**What you should do**
Check each line of the listing for the word "bytes" and report how many lines contain it, giving nothing but the number.

**** Records shown

use xous_names::XousNames;

const BUZZER_SERVER_NAME: &str = "_Buzzer_";

// Buzzer server wire protocol.
const BUZZER_SET_LEVEL: usize = 0;

/// Client for the buzzer line. The alarm is a level, not an event: the
/// line holds whatever it was last given until the next `set`.
pub struct AlarmLine {
    conn: xous::CID,
}

impl AlarmLine {
    pub fn new(xns: &XousNames) -> Self {
        let conn = xns
            .request_connection_blocking(BUZZER_SERVER_NAME)
            .expect("can't connect to buzzer");
        Self { conn }
    }

    pub fn set(&self, on: bool) {
        xous::send_message(
            self.conn,
            xous::Message::new_scalar(BUZZER_SET_LEVEL, on as usize, 0, 0, 0),
        )
        .ok();
    }
}
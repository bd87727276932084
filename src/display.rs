use clock_core::{ClockTime, RunMode};
use xous_names::XousNames;

const PANEL_SERVER_NAME: &str = "_Front panel_";

// Panel server wire protocol.
const PANEL_DRAW_TIME: usize = 0;
const PANEL_MODE_LEDS: usize = 1;

/// Client for the front-panel server, which owns the six-digit multiplexing
/// and the two mode LEDs. It only ever sees the HH:MM:SS triple; which
/// digit is lit at any instant is its own business.
pub struct Panel {
    conn: xous::CID,
}

impl Panel {
    pub fn new(xns: &XousNames) -> Self {
        let conn = xns
            .request_connection_blocking(PANEL_SERVER_NAME)
            .expect("can't connect to front panel");
        Self { conn }
    }

    pub fn publish_time(&self, t: ClockTime) {
        xous::send_message(
            self.conn,
            xous::Message::new_scalar(
                PANEL_DRAW_TIME,
                t.hours as usize,
                t.minutes as usize,
                t.seconds as usize,
                0,
            ),
        )
        .ok();
    }

    /// Red LED for count-up, yellow for count-down.
    pub fn set_mode_leds(&self, mode: RunMode) {
        let (red, yellow) = match mode {
            RunMode::CountUp => (1, 0),
            RunMode::CountDown => (0, 1),
        };
        xous::send_message(
            self.conn,
            xous::Message::new_scalar(PANEL_MODE_LEDS, red, yellow, 0, 0),
        )
        .ok();
    }
}
//! What the analyzer knows about Python itself.

use std::collections::HashMap;
use std::fmt;
use std::path::Path;

use serde::{Deserialize, Serialize};
use tracing::debug;

/// Top-level modules of the CPython standard library.
const STDLIB: &[&str] = &[
    "__future__", "_thread", "abc", "argparse", "array", "ast", "asyncio", "atexit", "base64",
    "bdb", "binascii", "bisect", "builtins", "bz2", "calendar", "cmath", "cmd", "code", "codecs",
    "collections", "colorsys", "compileall", "concurrent", "configparser", "contextlib",
    "contextvars", "copy", "copyreg", "cProfile", "csv", "ctypes", "curses", "dataclasses",
    "datetime", "dbm", "decimal", "difflib", "dis", "doctest", "email", "encodings", "enum",
    "errno", "faulthandler", "fcntl", "filecmp", "fileinput", "fnmatch", "fractions", "ftplib",
    "functools", "gc", "getopt", "getpass", "gettext", "glob", "graphlib", "grp", "gzip",
    "hashlib", "heapq", "hmac", "html", "http", "imaplib", "importlib", "inspect", "io",
    "ipaddress", "itertools", "json", "keyword", "linecache", "locale", "logging", "lzma",
    "mailbox", "marshal", "math", "mimetypes", "mmap", "multiprocessing", "netrc", "numbers",
    "operator", "optparse", "os", "pathlib", "pdb", "pickle", "pickletools", "pkgutil",
    "platform", "plistlib", "poplib", "posix", "pprint", "profile", "pstats", "pty", "pwd",
    "py_compile", "pyclbr", "pydoc", "queue", "quopri", "random", "re", "readline", "reprlib",
    "resource", "rlcompleter", "runpy", "sched", "secrets", "select", "selectors", "shelve",
    "shlex", "shutil", "signal", "site", "smtplib", "socket", "socketserver", "sqlite3", "ssl",
    "stat", "statistics", "string", "stringprep", "struct", "subprocess", "symtable", "sys",
    "sysconfig", "syslog", "tabnanny", "tarfile", "tempfile", "termios", "textwrap", "threading",
    "time", "timeit", "tkinter", "token", "tokenize", "tomllib", "trace", "traceback",
    "tracemalloc", "tty", "turtle", "types", "typing", "unicodedata", "unittest", "urllib",
    "uuid", "venv", "warnings", "wave", "weakref", "webbrowser", "wsgiref", "xml", "xmlrpc",
    "zipapp", "zipfile", "zipimport", "zlib", "zoneinfo",
];

const BUILTINS: &[&str] = &[
    "__build_class__", "__debug__", "__doc__", "__file__", "__import__", "__name__",
    "__spec__", "abs", "aiter", "all", "anext", "any", "ascii", "bin", "bool", "breakpoint",
    "bytearray", "bytes", "callable", "chr", "classmethod", "compile", "complex", "copyright",
    "delattr", "dict", "dir", "divmod", "enumerate", "eval", "exec", "exit", "filter", "float",
    "format", "frozenset", "getattr", "globals", "hasattr", "hash", "help", "hex", "id", "input",
    "int", "isinstance", "issubclass", "iter", "len", "list", "locals", "map", "max",
    "memoryview", "min", "next", "object", "oct", "open", "ord", "pow", "print", "property",
    "quit", "range", "repr", "reversed", "round", "set", "setattr", "slice", "sorted",
    "staticmethod", "str", "sum", "super", "tuple", "type", "vars", "zip",
    "NotImplemented", "Ellipsis", "BaseException", "BaseExceptionGroup", "Exception",
    "ExceptionGroup", "ArithmeticError", "AssertionError", "AttributeError", "BlockingIOError",
    "BrokenPipeError", "BufferError", "ChildProcessError", "ConnectionAbortedError",
    "ConnectionError", "ConnectionRefusedError", "ConnectionResetError", "EOFError",
    "EnvironmentError", "FileExistsError", "FileNotFoundError", "FloatingPointError",
    "GeneratorExit", "IOError", "ImportError", "IndentationError", "IndexError",
    "InterruptedError", "IsADirectoryError", "KeyError", "KeyboardInterrupt", "LookupError",
    "MemoryError", "ModuleNotFoundError", "NameError", "NotADirectoryError",
    "NotImplementedError", "OSError", "OverflowError", "PermissionError", "ProcessLookupError",
    "RecursionError", "ReferenceError", "RuntimeError", "StopAsyncIteration", "StopIteration",
    "SyntaxError", "SystemError", "SystemExit", "TabError", "TimeoutError", "TypeError",
    "UnboundLocalError", "UnicodeDecodeError", "UnicodeEncodeError", "UnicodeError",
    "ValueError", "ZeroDivisionError", "Warning", "UserWarning", "DeprecationWarning",
    "RuntimeWarning", "FutureWarning", "ResourceWarning",
];

/// Import names whose distribution is published under another name.
const PIP_ALIASES: &[(&str, &str)] = &[
    ("Crypto", "pycryptodome"),
    ("OpenSSL", "pyOpenSSL"),
    ("PIL", "Pillow"),
    ("attr", "attrs"),
    ("bs4", "beautifulsoup4"),
    ("cv2", "opencv-python"),
    ("dateutil", "python-dateutil"),
    ("dotenv", "python-dotenv"),
    ("jwt", "PyJWT"),
    ("magic", "python-magic"),
    ("serial", "pyserial"),
    ("skimage", "scikit-image"),
    ("sklearn", "scikit-learn"),
    ("yaml", "PyYAML"),
    ("zmq", "pyzmq"),
];

pub fn is_stdlib(module: &str) -> bool {
    STDLIB.contains(&module)
}

pub fn is_builtin(name: &str) -> bool {
    BUILTINS.contains(&name)
}

/// Distribution name for a top-level import name.
pub fn distribution(module: &str) -> &str {
    PIP_ALIASES
        .iter()
        .find(|(import, _)| *import == module)
        .map_or(module, |(_, dist)| dist)
}

fn normalize(name: &str) -> String {
    name.to_ascii_lowercase().replace('_', "-").replace('.', "-")
}

/// A third-party distribution to install, with an optional pip constraint.
#[derive(Debug, Clone, PartialEq, Eq, PartialOrd, Ord, Hash, Serialize, Deserialize)]
pub struct Requirement {
    pub package: String,
    pub constraint: Option<String>,
}

impl fmt::Display for Requirement {
    fn fmt(&self, f: &mut fmt::Formatter) -> fmt::Result {
        write!(f, "{}{}", self.package, self.constraint.as_deref().unwrap_or(""))
    }
}

/// Pins read from a `requirements.txt`, keyed by normalized name.
#[derive(Debug, Default)]
pub struct Pins {
    pins: HashMap<String, Requirement>,
}

impl Pins {
    pub fn parse(text: &str) -> Self {
        let mut pins = HashMap::new();
        for line in text.lines() {
            let line = line.split('#').next().unwrap_or("").trim();
            if line.is_empty() || line.starts_with('-') {
                continue;
            }
            let line = line.split(';').next().unwrap_or("").trim();
            let name_end = line
                .find(|c: char| !(c.is_ascii_alphanumeric() || "-_.".contains(c)))
                .unwrap_or(line.len());
            let package = &line[..name_end];
            let mut rest = line[name_end..].trim();
            if rest.starts_with('[') {
                rest = rest.find(']').map_or("", |i| rest[i + 1..].trim());
            }
            if package.is_empty() {
                continue;
            }
            let constraint = (!rest.is_empty()).then(|| rest.replace(' ', ""));
            pins.insert(
                normalize(package),
                Requirement {
                    package: package.to_string(),
                    constraint,
                },
            );
        }
        Self { pins }
    }

    /// Reads `requirements.txt` in `dir`, if there is one.
    pub fn load(dir: &Path) -> Self {
        let path = dir.join("requirements.txt");
        match std::fs::read_to_string(&path) {
            Ok(text) => {
                debug!(path = %path.display(), "Using requirement pins");
                Self::parse(&text)
            }
            Err(_) => Self::default(),
        }
    }

    /// The requirement for an import's top-level module.
    pub fn requirement(&self, module: &str) -> Requirement {
        let package = distribution(module);
        self.pins
            .get(&normalize(package))
            .cloned()
            .unwrap_or_else(|| Requirement {
                package: package.to_string(),
                constraint: None,
            })
    }
}

#[cfg(test)]
mod tests {
    use super::*;

    #[test]
    fn test_tables() {
        assert!(is_stdlib("os"));
        assert!(is_stdlib("concurrent"));
        assert!(!is_stdlib("numpy"));
        assert!(is_builtin("len"));
        assert!(is_builtin("ValueError"));
        assert!(!is_builtin("helper"));
        assert_eq!(distribution("sklearn"), "scikit-learn");
        assert_eq!(distribution("numpy"), "numpy");
    }

    #[test]
    fn test_pins() {
        let pins = Pins::parse(
            "# data stack\nnumpy>=1.24, <2\nscikit_learn==1.3.0  # ml\nrequests[socks] ~= 2.31\n-r other.txt\npandas\n",
        );
        assert_eq!(pins.requirement("numpy").to_string(), "numpy>=1.24,<2");
        assert_eq!(
            pins.requirement("sklearn").to_string(),
            "scikit_learn==1.3.0"
        );
        assert_eq!(pins.requirement("requests").to_string(), "requests~=2.31");
        assert_eq!(pins.requirement("pandas").constraint, None);
        assert_eq!(pins.requirement("torch").to_string(), "torch");
    }
}
use std::fmt;
use std::path::PathBuf;
use std::time::Duration;

use thiserror::Error;

/// Failures of the command channel itself, as opposed to failures of the
/// commands it carries.
#[derive(Error, Debug)]
pub enum ChannelError {
    #[error("Failed to connect SSH session or execute SSH command: {0}")]
    Ssh(#[from] openssh::Error),
    #[error("Failed to execute local command: {0}")]
    LocalCommand(#[from] std::io::Error),
    #[error("Command on {target} timed out after {timeout:?}")]
    Timeout { target: String, timeout: Duration },
    #[error("Channel to {0} is closed")]
    Closed(String),
    #[error("{0}")]
    Failed(String),
}

impl ChannelError {
    /// Connection-level failures that a retry may cure.
    pub fn is_transient(&self) -> bool {
        matches!(
            self,
            ChannelError::Ssh(_) | ChannelError::Timeout { .. } | ChannelError::Closed(_)
        )
    }
}

/// Filesystem accessor errors. `NotFound` means the path was checked and is
/// absent; `Connectivity` means it could not be checked at all.
#[derive(Error, Debug)]
pub enum FsError {
    #[error("No such file or directory: {0}")]
    NotFound(PathBuf),
    #[error("Not a directory: {0}")]
    NotADirectory(PathBuf),
    #[error("Could not reach target: {0}")]
    Connectivity(#[from] ChannelError),
    #[error("Invalid pattern '{pattern}': {source}")]
    InvalidPattern {
        pattern: String,
        source: globset::Error,
    },
    #[error("Unexpected output from `{command}`: {output}")]
    UnexpectedOutput { command: String, output: String },
    #[error("Local filesystem error: {0}")]
    Io(#[from] std::io::Error),
}

/// The environment build steps, in execution order.
#[derive(Debug, Clone, Copy, PartialEq, Eq)]
pub enum BuildStep {
    WorkDir,
    Transfer,
    Interpreter,
    Install,
}

impl fmt::Display for BuildStep {
    fn fmt(&self, f: &mut fmt::Formatter) -> fmt::Result {
        let name = match self {
            BuildStep::WorkDir => "create working directory",
            BuildStep::Transfer => "transfer archive",
            BuildStep::Interpreter => "create interpreter environment",
            BuildStep::Install => "install dependencies",
        };
        f.write_str(name)
    }
}

#[derive(Error, Debug)]
pub enum ClusterError {
    #[error("Source of function '{function}' is unavailable: {reason}")]
    SourceUnavailable { function: String, reason: String },
    #[error("Function '{function}' cannot be defined without unresolved name '{name}'")]
    UnresolvedDependency { function: String, name: String },
    #[error("Package is {size} bytes, exceeding the limit of {limit} bytes")]
    PackageTooLarge { size: u64, limit: u64 },
    #[error("Connectivity error: {0}")]
    Connectivity(#[from] ChannelError),
    #[error("Environment build failed at step '{step}': {reason}")]
    EnvironmentBuildFailed { step: BuildStep, reason: String },
    #[error("Filesystem error: {0}")]
    Fs(#[from] FsError),
    #[error("Submission rejected by {scheduler}: {reason}")]
    SubmissionRejected { scheduler: String, reason: String },
    #[error("Remote function raised {kind}: {message}")]
    RemoteExecutionFailed {
        kind: String,
        message: String,
        traceback: String,
    },
    #[error("Job {job} was lost: {reason}")]
    Lost { job: String, reason: String },
    #[error("Job was cancelled")]
    Cancelled,
    #[error("Orchestration failed: {0}")]
    Orchestration(String),
    #[error("Invalid configuration: {0}")]
    Config(String),
    #[error("Failed to render template: {0}")]
    Template(#[from] handlebars::RenderError),
    #[error("Invalid template: {0}")]
    TemplateSyntax(#[from] handlebars::TemplateError),
    #[error("Failed to (de)serialize JSON: {0}")]
    Json(#[from] serde_json::Error),
    #[error("Local I/O error: {0}")]
    Io(#[from] std::io::Error),
}

impl ClusterError {
    /// True when the user's function itself raised, false when the machinery
    /// around it failed.
    pub fn is_remote_failure(&self) -> bool {
        matches!(self, ClusterError::RemoteExecutionFailed { .. })
    }

    /// Whether retrying the same operation may succeed.
    pub fn is_transient(&self) -> bool {
        match self {
            ClusterError::Connectivity(e) | ClusterError::Fs(FsError::Connectivity(e)) => {
                e.is_transient()
            }
            _ => false,
        }
    }

    pub(crate) fn build(step: BuildStep, reason: impl ToString) -> Self {
        ClusterError::EnvironmentBuildFailed {
            step,
            reason: reason.to_string(),
        }
    }
}

pub type Result<T, E = ClusterError> = std::result::Result<T, E>;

********

**Final answer**
2